● What needs to be done:
Copy the result of filtering the entries below for lines that include the string "Deserialize".
^^^^^^^^^^^^^^^^
//! Core data types for the tick aggregation engine.

use serde::{Deserialize, Serialize};

use crate::error::{Error, Result};

/// Timestamp in milliseconds since Unix epoch (UTC).
pub type TimestampMs = i64;

/// Size/quantity type.
pub type Size = f64;

/// Milliseconds in one minute.
pub const MINUTE_MS: i64 = 60_000;

/// Convert a timestamp to minute boundary.
///
/// Floors toward negative infinity so pre-epoch instants land on the minute
/// that contains them.
#[inline]
pub fn ts_to_minute(ts_ms: TimestampMs) -> TimestampMs {
    ts_ms.div_euclid(MINUTE_MS) * MINUTE_MS
}

/// Minute boundary of `ts_ms`, rejecting instants whose minute is not
/// representable (the first partial minute of the `i64` range).
pub fn try_ts_to_minute(ts_ms: TimestampMs) -> Result<TimestampMs> {
    ts_ms
        .div_euclid(MINUTE_MS)
        .checked_mul(MINUTE_MS)
        .ok_or_else(|| Error::malformed(format!("timestamp {ts_ms} out of range")))
}

/// Whole minutes elapsed from `from` to `to`, both minute-aligned.
///
/// `None` when the distance overflows `i64`.
#[inline]
pub fn minutes_between(from: TimestampMs, to: TimestampMs) -> Option<i64> {
    to.checked_sub(from).map(|d| d.div_euclid(MINUTE_MS))
}

/// A single trade execution for one instrument.
#[derive(Debug, Clone, PartialEq, Serialize, Deserialize)]
pub struct Tick {
    /// Execution time in milliseconds.
    pub ts_ms: TimestampMs,
    /// Instrument identifier (e.g., "AAPL").
    pub symbol: String,
    /// Execution price.
    pub price: f64,
    /// Executed quantity.
    pub quantity: Size,
}

impl Tick {
    /// Create a new tick.
    pub fn new(ts_ms: TimestampMs, symbol: impl Into<String>, price: f64, quantity: Size) -> Self {
        Self {
            ts_ms,
            symbol: symbol.into(),
            price,
            quantity,
        }
    }

    /// Minute bucket this tick belongs to.
    #[inline]
    pub fn minute(&self) -> TimestampMs {
        ts_to_minute(self.ts_ms)
    }

    /// Check that the tick carries usable numbers.
    ///
    /// Price may be any finite value (spreads trade negative). Quantity must
    /// be strictly positive: a zero-size trade would turn the
    /// quantity-weighted merge into a division by zero.
    pub fn validate(&self) -> Result<()> {
        validate_fields(&self.symbol, self.price, self.quantity)
    }
}

/// Field-level validation shared by [`Tick::validate`] and the engine's
/// borrowed ingest path.
pub fn validate_fields(symbol: &str, price: f64, quantity: Size) -> Result<()> {
    if symbol.is_empty() {
        return Err(Error::malformed("empty symbol"));
    }
    if !price.is_finite() {
        return Err(Error::malformed(format!("{symbol}: invalid price {price}")));
    }
    if !quantity.is_finite() || quantity <= 0.0 {
        return Err(Error::malformed(format!("{symbol}: invalid quantity {quantity}")));
    }
    Ok(())
}

/// Aggregate of every trade merged into one minute.
#[derive(Debug, Clone, Copy, PartialEq, Serialize, Deserialize)]
pub struct SlotValue {
    /// Minute boundary this aggregate represents.
    pub minute: TimestampMs,
    /// Quantity-weighted price of the merged trades.
    pub price: f64,
    /// Summed quantity of the merged trades.
    pub quantity: Size,
}

impl SlotValue {
    /// Create a slot holding a single trade.
    pub fn new(minute: TimestampMs, price: f64, quantity: Size) -> Self {
        Self {
            minute,
            price,
            quantity,
        }
    }

    /// Price times quantity.
    #[inline]
    pub fn notional(&self) -> f64 {
        self.price * self.quantity
    }

    /// Fold another trade into this minute by quantity-weighted price.
    pub fn merge(&self, price: f64, quantity: Size) -> Self {
        let total = self.quantity + quantity;
        Self {
            minute: self.minute,
            price: (self.notional() + price * quantity) / total,
            quantity: total,
        }
    }
}

/// One ring-buffer cell. `None` is a minute with no observed trade.
pub type MinuteSlot = Option<SlotValue>;

/// One entry of the VWAP output series.
#[derive(Debug, Clone, Copy, PartialEq, Serialize, Deserialize)]
pub struct VwapPoint {
    /// Minute boundary the rolling window ends at.
    pub minute: TimestampMs,
    /// Rolling VWAP, `None` when every minute in the window is empty.
    pub vwap: Option<f64>,
}

impl VwapPoint {
    pub fn new(minute: TimestampMs, vwap: Option<f64>) -> Self {
        Self { minute, vwap }
    }
}

/// How an accepted tick was applied.
#[derive(Debug, Clone, Copy, PartialEq, Eq, Serialize, Deserialize)]
pub enum TickOutcome {
    /// The tail advanced by this many minutes (gap minutes included).
    Advanced { minutes: u64 },
    /// The tick was merged into the minute `delta` minutes behind the tail;
    /// `corrected` series entries were rewritten.
    Merged { delta: i32, corrected: u32 },
}

impl TickOutcome {
    /// Is this a late merge?
    pub fn is_late(self) -> bool {
        matches!(self, TickOutcome::Merged { .. })
    }
}

#[cfg(test)]
mod tests {
    use super::*;
    use approx::assert_relative_eq;

    #[test]
    fn test_ts_to_minute() {
        // 2024-01-01 00:01:30.500 -> 2024-01-01 00:01:00.000
        let ts = 1704067290500i64;
        let minute = ts_to_minute(ts);
        assert_eq!(minute, 1704067260000);
    }

    #[test]
    fn test_ts_to_minute_before_epoch() {
        assert_eq!(ts_to_minute(-1), -60_000);
        assert_eq!(ts_to_minute(-60_000), -60_000);
    }

    #[test]
    fn test_minutes_between() {
        assert_eq!(minutes_between(0, 6 * MINUTE_MS), Some(6));
        assert_eq!(minutes_between(6 * MINUTE_MS, 4 * MINUTE_MS), Some(-2));
        assert_eq!(minutes_between(MINUTE_MS, MINUTE_MS), Some(0));
    }

    #[test]
    fn test_extreme_timestamps_do_not_overflow() {
        assert_eq!(minutes_between(ts_to_minute(i64::MAX), -MINUTE_MS * 2), None);
        assert!(try_ts_to_minute(i64::MIN).is_err());
        assert_eq!(try_ts_to_minute(-1).unwrap(), -60_000);
        assert_eq!(try_ts_to_minute(i64::MAX).unwrap(), ts_to_minute(i64::MAX));
    }

    #[test]
    fn test_slot_merge_is_quantity_weighted() {
        let slot = SlotValue::new(0, 100.0, 10.0);
        let merged = slot.merge(110.0, 30.0);
        // (100*10 + 110*30) / 40 = 107.5
        assert_relative_eq!(merged.price, 107.5);
        assert_relative_eq!(merged.quantity, 40.0);
        assert_eq!(merged.minute, 0);
    }

    #[test]
    fn test_tick_validate() {
        assert!(Tick::new(0, "AAPL", 100.0, 1.0).validate().is_ok());
        assert!(Tick::new(0, "", 100.0, 1.0).validate().is_err());
        assert!(Tick::new(0, "AAPL", f64::NAN, 1.0).validate().is_err());
        assert!(Tick::new(0, "AAPL", f64::INFINITY, 1.0).validate().is_err());
        // Negative and zero prices are legitimate
        assert!(Tick::new(0, "CL-SPREAD", -2.5, 1.0).validate().is_ok());
        assert!(Tick::new(0, "CL-SPREAD", 0.0, 1.0).validate().is_ok());
        assert!(Tick::new(0, "AAPL", 100.0, 0.0).validate().is_err());
        assert!(Tick::new(0, "AAPL", 100.0, -2.0).validate().is_err());
    }

    #[test]
    fn test_vwap_point_serializes_null() {
        let json = serde_json::to_string(&VwapPoint::new(60_000, None)).unwrap();
        assert_eq!(json, r#"{"minute":60000,"vwap":null}"#);
    }
}
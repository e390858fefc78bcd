// Single-slot tick scheduler owned by the playback controller

use std::time::{Duration, Instant};

/// Identifies one scheduled tick.
///
/// A handle goes stale as soon as its tick is cancelled, claimed or replaced,
/// and a stale handle never fires.
#[derive(Debug, Clone, Copy, PartialEq, Eq)]
pub struct TickHandle {
    session: u64,
    seq: u64,
}

impl TickHandle {
    /// Session the tick was scheduled for
    pub fn session(&self) -> u64 {
        self.session
    }
}

/// At most one outstanding tick; scheduling replaces the previous one
#[derive(Debug, Default)]
pub struct TickTimer {
    pending: Option<(TickHandle, Instant)>,
    seq: u64,
}

impl TickTimer {
    pub fn new() -> Self {
        Self::default()
    }

    /// Schedule a tick for `session` at `due`, cancelling any earlier one
    pub fn schedule(&mut self, session: u64, due: Instant) -> TickHandle {
        self.seq += 1;
        let handle = TickHandle {
            session,
            seq: self.seq,
        };
        self.pending = Some((handle, due));
        handle
    }

    /// Drop the outstanding tick, if any
    pub fn cancel(&mut self) -> Option<TickHandle> {
        self.pending.take().map(|(handle, _)| handle)
    }

    pub fn pending(&self) -> Option<TickHandle> {
        self.pending.map(|(handle, _)| handle)
    }

    pub fn due_at(&self) -> Option<Instant> {
        self.pending.map(|(_, due)| due)
    }

    pub fn is_due(&self, now: Instant) -> bool {
        self.due_at().is_some_and(|due| now >= due)
    }

    /// Time left until the outstanding tick (zero if overdue)
    pub fn remaining(&self, now: Instant) -> Option<Duration> {
        self.due_at().map(|due| due.saturating_duration_since(now))
    }

    /// Consume the outstanding tick if `handle` is still the current one
    pub fn claim(&mut self, handle: TickHandle) -> bool {
        match self.pending {
            Some((current, _)) if current == handle => {
                self.pending = None;
                true
            }
            _ => false,
        }
    }
}

#[cfg(test)]
mod tests {
    use super::*;

    #[test]
    fn test_reschedule_invalidates_previous_handle() {
        let now = Instant::now();
        let mut timer = TickTimer::new();
        let first = timer.schedule(1, now);
        let second = timer.schedule(1, now + Duration::from_millis(5));

        assert_ne!(first, second);
        assert!(!timer.claim(first));
        assert!(timer.claim(second));
        assert!(timer.pending().is_none());
    }

    #[test]
    fn test_cancel_and_due() {
        let now = Instant::now();
        let mut timer = TickTimer::new();
        let handle = timer.schedule(3, now + Duration::from_millis(10));

        assert!(!timer.is_due(now));
        assert!(timer.is_due(now + Duration::from_millis(10)));
        assert_eq!(timer.remaining(now), Some(Duration::from_millis(10)));
        assert_eq!(timer.cancel(), Some(handle));
        assert!(!timer.claim(handle));
        assert_eq!(timer.remaining(now), None);
    }
}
^^^^^^^^^^^^^^^^
● Answer to this task:
use serde::{Deserialize, Serialize};
#[derive(Debug, Clone, PartialEq, Serialize, Deserialize)]
#[derive(Debug, Clone, Copy, PartialEq, Serialize, Deserialize)]
#[derive(Debug, Clone, Copy, PartialEq, Serialize, Deserialize)]
#[derive(Debug, Clone, Copy, PartialEq, Eq, Serialize, Deserialize)]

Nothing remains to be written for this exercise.